Para bien o para mal, hay un nombre que siempre suena en la comunidad Joomla! en español. Muchas veces cuando escuchamos su nombre no tenemos la mejor opinión, pero... ¿Sabías que el monitoreo a la seguridad de las extensiones que descargas del centro de extensiones proviene del mismo nombre?

Hola Mandville, gracias por esta entrevista a la revista de la comunidad Joomla! en español...

¿Puedes contarnos acerca de hace cuánto tiempo que existe el VEL o Listado de Extensiones Vulnerables?

Comenzamos este proyecto en Abril del 2012, luego de que un concepto previo fuera abandonado el 2009 y continuará siendo discutido a través de los foros de Joomla!..

¿Cuál es la misión del VEL y por supuesto, su importancia dentro del proyecto Joomla!?

La misión es mantener informada a la comunidad de las vulnerabilidades que se tiene conocimiento en las extensiones (aún cuando estas no se encuentren listadas en el centro de extensiones). Es dificil describir la importancia dentro del proyecto, pero si le dieron un lugar dentro de los sitios de la familia joomla.org es porque debe serlo.

¿Quiénes son las personas detrás del VEL?

Los nombres de la gente detrás del VEL no son de conocimiento público, es algo que mantenemos en la confidencialidad y solo los conocemos dentro del grupo. Esto debido a la imparcialidad que promovemos dentro del equipo.

¿Cuál es tu rol dentro del equipo de extensiones vulnerables?

Soy la fundadora y en estos momentos lidero el equipo.

¿Hay algún punto débil dentro del VEL que deba ser mejorado?

Muchas veces las personas no nos informan respecto a alguna extensión que se encuentre listada dentro del VEL, ya sean desarrolladores o usuarios en general. Los desarrolladores podrían informarnos de cada actualización de seguridad y no esperar a que nosotros la descubramos demasiado tarde.

¿Cuánto tiempo inviertes tu y el equipo del VEL en el proyecto?

El tiempo que hemos invertido y que invertimos en el VEL es incalculable.

Considerando la importancia de este proyecto y los riesgos de seguridad que están implicados, ¿Cómo mantienen la confidencialidad dentro del proyecto de extensiones vulnerables?

Nosotros trabajamos bajo el concepto de confianza en cada uno de los miembros y su compromiso con el proyecto VEL. Hasta hoy no hemos tenido ningún problema de este tipo como para que un miembro deba ser expulsado del proyecto.

¿Cuál es procedimiento para informar acerca de una extensión que debiera ser incluida en el VEL?

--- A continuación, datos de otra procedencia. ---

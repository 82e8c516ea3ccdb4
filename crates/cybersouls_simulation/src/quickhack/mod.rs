//! QuickHack system: касты с cast time, слоты игрока, эффекты
//!
//! Поток:
//! 1. QuickHackIntent / QuickHackSlotIntent → `handle_quickhack_intents` (старт каста)
//! 2. `advance_quickhack_casts` → CastProgress / QuickHackCompleted / QuickHackInterrupted
//! 3. `apply_quickhack_effects` → статус-флаги, летальные запросы, таймеры
//! 4. `process_deferred_effects` → снятие эффектов по таймеру (начало тика)
//! 5. `propagate_cascade` → цепочка CascadeVirus по ActorDied

use bevy::prelude::*;

pub mod cast;
pub mod effects;
pub mod events;
pub mod slots;
pub mod systems;
pub mod types;


pub use cast::{CastStep, QuickHack, QuickHackLoadout};
pub use effects::{CascadeMark, GravityRestore, QuickHackMarks};
pub use events::*;
pub use slots::{QuickHackSlots, SLOT_COUNT};
pub use types::{QuickHackType, CASCADE_CHAIN_DELAY, CASCADE_CHAIN_RADIUS, CASCADE_MAX_CHAIN, DEFAULT_QUICKHACK_RANGE};

use crate::abilities::tick_ability_cooldowns;
use crate::GameplaySet;

pub struct QuickHackPlugin;

impl Plugin for QuickHackPlugin {
    fn build(&self, app: &mut App) {
        app.add_event::<QuickHackIntent>()
            .add_event::<QuickHackSlotIntent>()
            .add_event::<QuickHackCancelIntent>()
            .add_event::<QuickHackStarted>()
            .add_event::<CastProgress>()
            .add_event::<QuickHackCompleted>()
            .add_event::<QuickHackInterrupted>()
            .add_event::<QuickHackResisted>();

        app.add_systems(
            FixedUpdate,
            (
                (effects::process_deferred_effects, tick_ability_cooldowns::<QuickHackLoadout>)
                    .chain()
                    .in_set(GameplaySet::Timers),
                // Тик до старта: каст, начатый в этом тике, копит время со следующего
                (systems::advance_quickhack_casts, systems::handle_quickhack_intents)
                    .chain()
                    .in_set(GameplaySet::Action),
                effects::apply_quickhack_effects.in_set(GameplaySet::Effects),
                effects::propagate_cascade.in_set(GameplaySet::Reactions),
            ),
        );
    }
}
//! Эффекты QuickHack + исполнение отложенных эффектов + каскад CascadeVirus
//!
//! Все таймерные эффекты снимаются через `ScheduledEffects`:
//! эффект ставит флаг и планирует `DeferredEffect`, `process_deferred_effects`
//! снимает флаг только если токен совпадает (новое окно заменило старое → старый no-op).

use bevy::prelude::*;

use super::events::{QuickHackCompleted, QuickHackInterrupted, QuickHackResisted};
use super::types::{QuickHackType, CASCADE_CHAIN_DELAY, CASCADE_CHAIN_RADIUS, CASCADE_MAX_CHAIN};
use super::QuickHackLoadout;
use crate::attributes::{ActorDied, DamageKind, DamageRequest, StatusEffects, StatusFlag};
use crate::combat::{BlockAbility, DodgeAbility};
use crate::components::{Dead, Enemy, GravityScale};
use crate::environment::actors_in_radius;
use crate::timers::{DeferredEffect, ScheduledEffects, TimerToken};

/// Метка CascadeVirus на цели
#[derive(Debug, Clone, Copy, PartialEq, Reflect)]
pub struct CascadeMark {
    pub source: Entity,
    pub token: TimerToken,
}

/// Активный GravityFlip: исходная гравитация + таймер возврата
#[derive(Debug, Clone, Copy, PartialEq, Reflect)]
pub struct GravityRestore {
    pub original: f32,
    pub token: TimerToken,
}

/// Незатаймеренные флаги QuickHack'ов на акторе (не статус-гейты)
#[derive(Component, Debug, Clone, Default, PartialEq, Reflect)]
#[reflect(Component)]
pub struct QuickHackMarks {
    pub cascade: Option<CascadeMark>,
    pub gravity: Option<GravityRestore>,
}

/// Включает таймерный флаг; предыдущий таймер этого флага отменяется
fn apply_timed_status(
    status: &mut StatusEffects,
    flag: StatusFlag,
    duration: f32,
    effect: DeferredEffect,
    scheduled: &mut ScheduledEffects,
    now: f64,
) {
    let token = scheduled.schedule(now, duration, effect);
    if let Some(previous) = status.apply_timed(flag, token) {
        scheduled.cancel(previous);
    }
}

/// Система: применение эффектов завершённых QuickHack'ов
pub fn apply_quickhack_effects(
    mut completed: EventReader<QuickHackCompleted>,
    mut targets: Query<(
        &mut StatusEffects,
        &mut QuickHackMarks,
        &mut GravityScale,
        Option<&mut QuickHackLoadout>,
        Option<&mut BlockAbility>,
        Option<&mut DodgeAbility>,
        Has<Dead>,
    )>,
    mut scheduled: ResMut<ScheduledEffects>,
    time: Res<Time<Fixed>>,
    mut damage_events: EventWriter<DamageRequest>,
    mut interrupted_events: EventWriter<QuickHackInterrupted>,
    mut resisted_events: EventWriter<QuickHackResisted>,
) {
    let now = time.elapsed_secs_f64();

    for event in completed.read() {
        let Ok((mut status, mut marks, mut gravity, loadout, block, dodge, is_dead)) = targets.get_mut(event.target)
        else {
            // Цель despawned - эффект некуда применять
            continue;
        };
        if is_dead {
            continue;
        }

        let hostile = !event.hack_type.is_self_targeted() && event.target != event.caster;
        if hostile && status.has_firewall {
            crate::log_info(&format!("🛡️ {:?} resisted {:?} (firewall)", event.target, event.hack_type));
            resisted_events.write(QuickHackResisted {
                caster: event.caster,
                target: event.target,
                hack_type: event.hack_type,
            });
            continue;
        }

        let duration = event.effect_duration;
        match event.hack_type {
            QuickHackType::InterruptProtocol => {
                if let Some(mut loadout) = loadout {
                    for (hack_type, target) in loadout.interrupt_all() {
                        crate::log_info(&format!("⚡ {:?} interrupted {:?} of {:?}", event.caster, hack_type, event.target));
                        interrupted_events.write(QuickHackInterrupted {
                            caster: event.target,
                            hack_type,
                            target,
                        });
                    }
                }
                // Опциональный lockout способностей
                if duration > 0.0 {
                    apply_timed_status(
                        &mut status,
                        StatusFlag::AbilitiesDisabled,
                        duration,
                        DeferredEffect::RestoreAbilities(event.target),
                        &mut scheduled,
                        now,
                    );
                }
            }
            QuickHackType::SystemFreeze => {
                apply_timed_status(
                    &mut status,
                    StatusFlag::Immobilized,
                    duration,
                    DeferredEffect::ClearImmobilized(event.target),
                    &mut scheduled,
                    now,
                );
                crate::log_info(&format!("🧊 {:?} frozen for {:.1}s", event.target, duration));
            }
            QuickHackType::Firewall => {
                apply_timed_status(
                    &mut status,
                    StatusFlag::Firewall,
                    duration,
                    DeferredEffect::ClearFirewall(event.target),
                    &mut scheduled,
                    now,
                );
                crate::log_info(&format!("🛡️ {:?} firewall up for {:.1}s", event.target, duration));
            }
            QuickHackType::GhostProtocol => {
                apply_timed_status(
                    &mut status,
                    StatusFlag::InvisibleToHackers,
                    duration,
                    DeferredEffect::ClearInvisibility(event.target),
                    &mut scheduled,
                    now,
                );
                crate::log_info(&format!("👻 {:?} invisible to hackers for {:.1}s", event.target, duration));
            }
            QuickHackType::Kill => {
                damage_events.write(DamageRequest {
                    target: event.target,
                    source: Some(event.caster),
                    kind: DamageKind::Lethal,
                });
            }
            QuickHackType::CascadeVirus => {
                let token = scheduled.schedule(now, duration, DeferredEffect::ClearCascadeMark(event.target));
                if let Some(previous) = marks.cascade.replace(CascadeMark {
                    source: event.caster,
                    token,
                }) {
                    scheduled.cancel(previous.token);
                }
                crate::log_info(&format!("🦠 {:?} infected by cascade virus", event.target));
            }
            QuickHackType::ChargeDrain => {
                if let Some(mut block) = block {
                    block.charges.drain();
                }
                if let Some(mut dodge) = dodge {
                    dodge.charges.drain();
                }
                crate::log_info(&format!("🔋 {:?} defense charges drained", event.target));
            }
            QuickHackType::GravityFlip => {
                // Повторный flip продлевает окно, но не инвертирует обратно
                let original = match marks.gravity {
                    Some(active) => {
                        scheduled.cancel(active.token);
                        active.original
                    }
                    None => {
                        let original = gravity.0;
                        gravity.0 = -original;
                        original
                    }
                };
                let token = scheduled.schedule(
                    now,
                    duration,
                    DeferredEffect::RestoreGravity {
                        entity: event.target,
                        original,
                    },
                );
                marks.gravity = Some(GravityRestore { original, token });
                crate::log_info(&format!("🙃 {:?} gravity flipped for {:.1}s", event.target, duration));
            }
        }
    }
}

/// Система: исполнение созревших отложенных эффектов
///
/// Entity может быть уже despawned - тогда эффект просто пропускается.
pub fn process_deferred_effects(
    mut scheduled: ResMut<ScheduledEffects>,
    time: Res<Time<Fixed>>,
    mut actors: Query<(&mut StatusEffects, &mut GravityScale, &mut QuickHackMarks)>,
    mut damage_events: EventWriter<DamageRequest>,
) {
    let now = time.elapsed_secs_f64();

    for (token, effect) in scheduled.drain_due(now) {
        if let DeferredEffect::LethalHit { target, source } = effect {
            crate::log_info(&format!("🦠 Cascade lethal hit on {:?}", target));
            damage_events.write(DamageRequest {
                target,
                source,
                kind: DamageKind::Lethal,
            });
            continue;
        }

        let Ok((mut status, mut gravity, mut marks)) = actors.get_mut(effect.entity()) else {
            continue;
        };

        match effect {
            DeferredEffect::ClearImmobilized(_) => {
                status.expire(StatusFlag::Immobilized, token);
            }
            DeferredEffect::ClearFirewall(_) => {
                status.expire(StatusFlag::Firewall, token);
            }
            DeferredEffect::ClearInvisibility(_) => {
                status.expire(StatusFlag::InvisibleToHackers, token);
            }
            DeferredEffect::RestoreAbilities(_) => {
                status.expire(StatusFlag::AbilitiesDisabled, token);
            }
            DeferredEffect::RestoreGravity { original, .. } => {
                if marks.gravity.is_some_and(|active| active.token == token) {
                    gravity.0 = original;
                    marks.gravity = None;
                }
            }
            DeferredEffect::ClearCascadeMark(_) => {
                if marks.cascade.is_some_and(|mark| mark.token == token) {
                    marks.cascade = None;
                }
            }
            DeferredEffect::LethalHit { .. } => {}
        }
    }
}

/// Система: смерть помеченного CascadeVirus врага заражает до
/// `CASCADE_MAX_CHAIN` ближайших живых врагов (летальный удар с задержкой)
pub fn propagate_cascade(
    mut died: EventReader<ActorDied>,
    mut marked: Query<(&Transform, &mut QuickHackMarks)>,
    candidates: Query<(Entity, &Transform), (With<Enemy>, Without<Dead>)>,
    mut scheduled: ResMut<ScheduledEffects>,
    time: Res<Time<Fixed>>,
) {
    let now = time.elapsed_secs_f64();

    for event in died.read() {
        let Ok((transform, mut marks)) = marked.get_mut(event.entity) else {
            continue;
        };
        let Some(mark) = marks.cascade.take() else {
            continue;
        };
        scheduled.cancel(mark.token);

        let victims = actors_in_radius(
            transform.translation,
            CASCADE_CHAIN_RADIUS,
            candidates.iter().filter(|(entity, _)| *entity != event.entity),
        );

        for (victim, _) in victims.into_iter().take(CASCADE_MAX_CHAIN) {
            crate::log_info(&format!("🦠 Cascade spreads {:?} → {:?}", event.entity, victim));
            scheduled.schedule(
                now,
                CASCADE_CHAIN_DELAY,
                DeferredEffect::LethalHit {
                    target: victim,
                    source: Some(mark.source),
                },
            );
        }
    }
}
//! Cybersouls Simulation Core
//!
//! Headless ECS-симуляция боевого ядра на Bevy 0.16:
//! способности, атрибуты, прицел/body parts, Slash/Block/Dodge,
//! QuickHack'и, physical/hacking AI и alert propagation.
//!
//! Один тик = один прогон `FixedUpdate`. Порядок фаз фиксирован (`GameplaySet`),
//! поэтому два прогона с одинаковым seed и вводом дают одинаковый мир.
//! Рендер, навигация и ввод - внешние collaborator'ы: они пишут intents
//! и читают события.

use std::time::Duration;

use bevy::prelude::*;
use rand::SeedableRng;
use rand_chacha::ChaCha8Rng;

// Публичные модули
pub mod abilities;
pub mod ai;
pub mod archetype;
pub mod attributes;
pub mod combat;
pub mod components;
pub mod config;
pub mod environment;
pub mod error;
pub mod logger;
pub mod movement;
pub mod player;
pub mod progression;
pub mod quickhack;
pub mod targeting;
pub mod timers;

// Re-export для удобства (внешний слой + тесты)
pub use abilities::{Ability, AbilityKind, AbilityReady};
pub use ai::AIPlugin;
pub use archetype::{spawn_enemy, spawn_player, EnemyArchetype};
pub use attributes::AttributesPlugin;
pub use combat::CombatPlugin;
pub use components::*;
pub use config::SimulationConfig;
pub use environment::{Environment, Obstacle, StaticObstacles, WorldGeometry};
pub use error::{AbilityError, AbilityResult, ConfigError};
pub use logger::{init_logger, log, log_error, log_info, log_warning, set_log_level, LogLevel};
pub use movement::MovementPlugin;
pub use player::PlayerPlugin;
pub use progression::ProgressionPlugin;
pub use quickhack::{QuickHackPlugin, QuickHackType};
pub use targeting::{BodyPart, TargetingPlugin};
pub use timers::ScheduledEffects;

/// Фазы тика (FixedUpdate), выполняются строго по порядку
///
/// 1. Timers - cooldown'ы, регенерация, истёкшие отложенные эффекты
/// 2. Perception - прицел игрока, зрение врагов
/// 3. Decision - AI пишет MovementCommand и intents
/// 4. Action - обработка intents: Slash, Attack, Hack, QuickHack, Dash, Jump
/// 5. Effects - эффекты завершённых QuickHack'ов
/// 6. Resolution - применение DamageRequest, смерти
/// 7. Reactions - реакции на смерти (cascade, execution chains, квест, reset AI)
/// 8. Broadcast - оповещение союзников
/// 9. Movement - исполнение движения, гравитация
#[derive(SystemSet, Debug, Clone, Copy, PartialEq, Eq, Hash)]
pub enum GameplaySet {
    Timers,
    Perception,
    Decision,
    Action,
    Effects,
    Resolution,
    Reactions,
    Broadcast,
    Movement,
}

/// Главный plugin симуляции (объединяет все подсистемы)
///
/// Использует `SimulationConfig`, если он уже вставлен в App, иначе дефолтный.
pub struct SimulationPlugin;

impl Plugin for SimulationPlugin {
    fn build(&self, app: &mut App) {
        let config = app
            .world()
            .get_resource::<SimulationConfig>()
            .cloned()
            .unwrap_or_default();

        if let Some(level) = LogLevel::parse(&config.log_level) {
            set_log_level(level);
        }

        if !app.world().contains_resource::<DeterministicRng>() {
            app.insert_resource(DeterministicRng::new(config.seed));
        }

        app
            // Fixed timestep для simulation tick
            .insert_resource(Time::<Fixed>::from_hz(config.tick_hz))
            .insert_resource(config)
            .init_resource::<ScheduledEffects>()
            .init_resource::<Environment>()
            .add_event::<AbilityReady>();

        app.configure_sets(
            FixedUpdate,
            (
                GameplaySet::Timers,
                GameplaySet::Perception,
                GameplaySet::Decision,
                GameplaySet::Action,
                GameplaySet::Effects,
                GameplaySet::Resolution,
                GameplaySet::Reactions,
                GameplaySet::Broadcast,
                GameplaySet::Movement,
            )
                .chain(),
        );

        // Подсистемы
        app.add_plugins((
            AttributesPlugin,
            TargetingPlugin,
            CombatPlugin,
            QuickHackPlugin,
            AIPlugin,
            MovementPlugin,
            PlayerPlugin,
            ProgressionPlugin,
        ));
    }
}

/// Детерминистичный RNG resource (seeded)
#[derive(Resource)]
pub struct DeterministicRng {
    pub rng: ChaCha8Rng,
    pub seed: u64,
}

impl DeterministicRng {
    pub fn new(seed: u64) -> Self {
        Self {
            rng: ChaCha8Rng::seed_from_u64(seed),
            seed,
        }
    }
}

/// Создаёт minimal Bevy App для headless симуляции
pub fn create_headless_app(seed: u64) -> App {
    create_headless_app_with_config(SimulationConfig {
        seed,
        ..Default::default()
    })
}

/// Headless App с заданными stat tables
pub fn create_headless_app_with_config(config: SimulationConfig) -> App {
    init_logger();

    let mut app = App::new();
    app.add_plugins(MinimalPlugins)
        .insert_resource(DeterministicRng::new(config.seed))
        .insert_resource(config)
        .add_plugins(SimulationPlugin);

    app
}

/// Один детерминированный тик: сдвигает `Time<Fixed>` на `dt` и гоняет FixedUpdate
///
/// Не зависит от wall clock (в отличие от `app.update()`).
pub fn step_simulation(app: &mut App, dt: f32) {
    app.world_mut()
        .resource_mut::<Time<Fixed>>()
        .advance_by(Duration::from_secs_f32(dt));
    app.world_mut().run_schedule(FixedUpdate);
}

/// `ticks` тиков с шагом из `Time<Fixed>::timestep`
pub fn run_ticks(app: &mut App, ticks: u32) {
    let dt = app.world().resource::<Time<Fixed>>().timestep().as_secs_f32();
    for _ in 0..ticks {
        step_simulation(app, dt);
    }
}

/// Спавн врага прямо в мир App (flush команд сразу)
pub fn spawn_enemy_now(app: &mut App, archetype: EnemyArchetype, transform: Transform) -> Entity {
    let config = app.world().resource::<SimulationConfig>().clone();
    let world = app.world_mut();
    let entity = spawn_enemy(&mut world.commands(), archetype, transform, &config);
    world.flush();
    entity
}

/// Спавн игрока прямо в мир App
pub fn spawn_player_now(app: &mut App, transform: Transform) -> Entity {
    let config = app.world().resource::<SimulationConfig>().clone();
    let world = app.world_mut();
    let entity = spawn_player(&mut world.commands(), transform, &config);
    world.flush();
    entity
}

/// Snapshot мира для сравнения детерминизма
pub fn world_snapshot<T: Component>(world: &mut World) -> Vec<u8>
where
    T: std::fmt::Debug,
{
    let mut snapshot = Vec::new();

    let mut query = world.query::<(Entity, &T)>();
    let mut entities: Vec<_> = query.iter(world).collect();

    // Сортируем по Entity ID для детерминизма
    entities.sort_by_key(|(entity, _)| entity.index());

    for (entity, component) in entities {
        snapshot.extend_from_slice(&entity.index().to_le_bytes());
        snapshot.extend_from_slice(format!("{:?}", component).as_bytes());
    }

    snapshot
}
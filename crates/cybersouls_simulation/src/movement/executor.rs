//! Горизонтальное движение: MovementCommand + Impulse

use bevy::prelude::*;
use std::collections::HashMap;

use crate::attributes::StatusEffects;
use crate::components::{Dead, Impulse, MovementCommand, MovementSpeed, NavigationState};

/// Шаг по горизонтали к `goal`, не дальше `max_step`.
/// Возвращает новую позицию (y не меняется).
pub fn step_towards(position: Vec3, goal: Vec3, max_step: f32) -> Vec3 {
    let offset = Vec3::new(goal.x - position.x, 0.0, goal.z - position.z);
    let distance = offset.length();
    if distance <= max_step || distance <= f32::EPSILON {
        return Vec3::new(goal.x, position.y, goal.z);
    }
    position + offset / distance * max_step
}

fn horizontal_distance(a: Vec3, b: Vec3) -> f32 {
    Vec2::new(a.x - b.x, a.z - b.z).length()
}

/// Система: исполнение команд движения
///
/// NavigationState.is_target_reached сбрасывается при смене команды и
/// выставляется когда актор в acceptance_radius от цели.
pub fn execute_movement_commands(
    mut actors: Query<
        (
            Entity,
            &mut Transform,
            &MovementCommand,
            &mut NavigationState,
            &mut Impulse,
            &StatusEffects,
            Option<&MovementSpeed>,
        ),
        Without<Dead>,
    >,
    time: Res<Time<Fixed>>,
) {
    let delta = time.delta_secs();

    // Снимок позиций для FollowEntity (цель может быть в том же query)
    let positions: HashMap<Entity, Vec3> = actors
        .iter()
        .map(|(entity, transform, ..)| (entity, transform.translation))
        .collect();

    for (entity, mut transform, command, mut navigation, mut impulse, status, speed) in actors.iter_mut() {
        if navigation.last_command.as_ref() != Some(command) {
            navigation.is_target_reached = false;
            navigation.last_command = Some(command.clone());
        }

        if impulse.is_active() {
            let offset = impulse.step(delta);
            transform.translation += Vec3::new(offset.x, 0.0, offset.z);
            continue;
        }

        if status.is_immobilized {
            continue;
        }

        let (goal, acceptance_radius) = match *command {
            MovementCommand::MoveToPosition {
                target,
                acceptance_radius,
            } => (target, acceptance_radius),
            MovementCommand::FollowEntity {
                target,
                acceptance_radius,
            } => {
                let Some(position) = positions.get(&target) else {
                    continue;
                };
                (*position, acceptance_radius)
            }
            MovementCommand::Idle | MovementCommand::Stop => continue,
        };

        let distance = horizontal_distance(transform.translation, goal);
        if distance <= acceptance_radius {
            if !navigation.is_target_reached {
                navigation.is_target_reached = true;
                crate::log(&format!("🎯 {:?} reached movement target", entity));
            }
            continue;
        }
        navigation.is_target_reached = false;

        let speed = speed.map_or(MovementSpeed::default().speed, |speed| speed.speed);
        let max_step = (speed * delta).min(distance - acceptance_radius);
        let next = step_towards(transform.translation, goal, max_step);

        let flat_goal = Vec3::new(goal.x, next.y, goal.z);
        if flat_goal.distance_squared(next) > f32::EPSILON {
            transform.look_at(flat_goal, Vec3::Y);
        }
        transform.translation = next;

        if horizontal_distance(next, goal) <= acceptance_radius + 1e-3 {
            navigation.is_target_reached = true;
            crate::log(&format!("🎯 {:?} reached movement target", entity));
        }
    }
}
//! Слоты QuickHack игрока (1-based, 4 слота) + список разблокированных
//!
//! Слот хранит только тип; состояние каста/cooldown живёт в `QuickHackLoadout`.

use bevy::prelude::*;

use super::cast::QuickHackLoadout;
use super::types::QuickHackType;
use crate::attributes::StatusEffects;
use crate::error::{AbilityError, AbilityResult};

pub const SLOT_COUNT: usize = 4;

const EMPTY_SLOT_NAME: &str = "Empty";
const INVALID_SLOT_NAME: &str = "Invalid Slot";

#[derive(Component, Debug, Clone, PartialEq, Reflect)]
#[reflect(Component)]
pub struct QuickHackSlots {
    slots: [Option<QuickHackType>; SLOT_COUNT],
    pub available: Vec<QuickHackType>,
}

impl Default for QuickHackSlots {
    fn default() -> Self {
        let starting = [
            QuickHackType::InterruptProtocol,
            QuickHackType::SystemFreeze,
            QuickHackType::Firewall,
            QuickHackType::Kill,
        ];

        Self {
            slots: starting.map(Some),
            available: starting.to_vec(),
        }
    }
}

impl QuickHackSlots {
    fn index(slot: usize) -> Result<usize, AbilityError> {
        if (1..=SLOT_COUNT).contains(&slot) {
            Ok(slot - 1)
        } else {
            Err(AbilityError::InvalidSlot(slot))
        }
    }

    pub fn slot(&self, slot: usize) -> Option<QuickHackType> {
        Self::index(slot).ok().and_then(|index| self.slots[index])
    }

    /// Тип в слоте или причина, почему его нет
    pub fn resolve(&self, slot: usize) -> Result<QuickHackType, AbilityError> {
        let index = Self::index(slot)?;
        self.slots[index].ok_or(AbilityError::EmptySlot(slot))
    }

    pub fn is_available(&self, hack_type: QuickHackType) -> bool {
        self.available.contains(&hack_type)
    }

    /// Экипировать хак в слот (только из `available`)
    pub fn set_slot(&mut self, slot: usize, hack_type: QuickHackType) -> AbilityResult {
        let index = Self::index(slot)?;
        if !self.is_available(hack_type) {
            return Err(AbilityError::NotAvailable);
        }
        self.slots[index] = Some(hack_type);
        Ok(())
    }

    pub fn clear_slot(&mut self, slot: usize) -> AbilityResult {
        let index = Self::index(slot)?;
        self.slots[index] = None;
        Ok(())
    }

    pub fn swap_slots(&mut self, first: usize, second: usize) -> AbilityResult {
        let a = Self::index(first)?;
        let b = Self::index(second)?;
        self.slots.swap(a, b);
        Ok(())
    }

    /// Разблокировать хак. false - уже был доступен.
    pub fn unlock(&mut self, hack_type: QuickHackType) -> bool {
        if self.is_available(hack_type) {
            return false;
        }
        self.available.push(hack_type);
        true
    }

    /// Полная проверка активации слота (слот + пассивки + статус + базовая способность)
    pub fn can_activate_slot(
        &self,
        slot: usize,
        loadout: &QuickHackLoadout,
        owner_alive: bool,
        status: &StatusEffects,
        overcharge_active: bool,
    ) -> AbilityResult {
        let hack_type = self.resolve(slot)?;
        if overcharge_active {
            return Err(AbilityError::BlockedByPassive);
        }
        if !status.can_use_abilities {
            return Err(AbilityError::AbilitiesDisabled);
        }
        let hack = loadout.get(hack_type).ok_or(AbilityError::NotAvailable)?;
        hack.ability.can_activate(owner_alive)
    }

    pub fn cooldown_remaining(&self, slot: usize, loadout: &QuickHackLoadout) -> f32 {
        self.slot(slot)
            .and_then(|hack_type| loadout.get(hack_type))
            .map_or(0.0, |hack| hack.ability.cooldown_remaining)
    }

    pub fn cast_time_remaining(&self, slot: usize, loadout: &QuickHackLoadout) -> f32 {
        self.slot(slot)
            .and_then(|hack_type| loadout.get(hack_type))
            .map_or(0.0, |hack| hack.cast_time_remaining())
    }

    pub fn is_slot_casting(&self, slot: usize, loadout: &QuickHackLoadout) -> bool {
        self.slot(slot)
            .and_then(|hack_type| loadout.get(hack_type))
            .is_some_and(|hack| hack.is_casting())
    }

    /// Прервать каст в слоте. Some(тип, цель) - если каст шёл.
    pub fn cancel_slot(
        &self,
        slot: usize,
        loadout: &mut QuickHackLoadout,
    ) -> Option<(QuickHackType, Option<Entity>)> {
        let hack_type = self.slot(slot)?;
        let hack = loadout.get_mut(hack_type)?;
        if !hack.is_casting() {
            return None;
        }
        Some((hack_type, hack.interrupt()))
    }

    pub fn slot_display_name(&self, slot: usize) -> &'static str {
        match Self::index(slot) {
            Err(_) => INVALID_SLOT_NAME,
            Ok(index) => self.slots[index].map_or(EMPTY_SLOT_NAME, QuickHackType::display_name),
        }
    }
}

Llenando el formulario que tenemos en: http://vel.joomla.org/submit-vel.html

Cuando una extensión ingresa al listado del VEL, ¿Puede el desarrollador realizar los cambios para salir del listado?

Las extensiones no son eliminadas del listado, sino que la inseguridad detectada es marcada como resuelta. El proceso para informar de una solución a una vulnerabilidad es informándolo vía: http://vel.joomla.org/extension-update-form.html

¿Cúal es el procedimiento que aplican para saber que una extensión ha dejado de ser vulnerable y sea removida del VEL?

Nosotros asumimos que el desarrollador debe saber como corregir los fallos de seguridad que pueda tener su extensión, para marcar ese problema como resuelto (No removemos la extensión). Además siempre dejamos claro que no nos comprometemos a probar o validar extensiones.

En tu opinión, ves que el número de extensiones listadas en el VEL han ido en aumento o disminuyendo con la nueva versión de Joomla!?

Afortunadamente hemos tenido pocos casos recientemente, pero eso no tiene que ver con las versiones de Joomla! en realidad. Un ejemplo es cuando “timthumb” tuvo exploit, esa librería es la base para muchas extensiones que ofrecen una solución de galería de imágenes, por lo que una serie de ellas se convirtieron en “explotables” por culpa de un tercero. Uno de los casos recientes fue con la librería del “open flash chat”.

¿Cuál es la extensión más vulnerable que han tenido que revisar en el equipo del VEL?

Ahí ejerce nuestra cláusula de privacidad, pero pueden examinar el listado.

En tu opinión, ¿Qué extensión la comunidad no debiera siquiera en pensar usarla en sus desarrollos?

Cualquier extensión que no haya sido descargada directamente por las vías ofrecidas por el desarrollador de esa extensión.

¿Tienes algún consejo para dar a los desarrolladores, de tal forma que puedan mantener alejadas sus extensiones del VEL?

No soy desarrolladora de código, pero...

Si cambias los permisos de las carpetas, devuélvelos a su estado inicial.
Si usas librerías externas, mantenlas actualizadas (timthumb, ocflash etc).
Avisa al equipo del VEL que tienes actualizaciones de seguridad (No todos están registrados en la lista de correos del desarrollador para enterarse).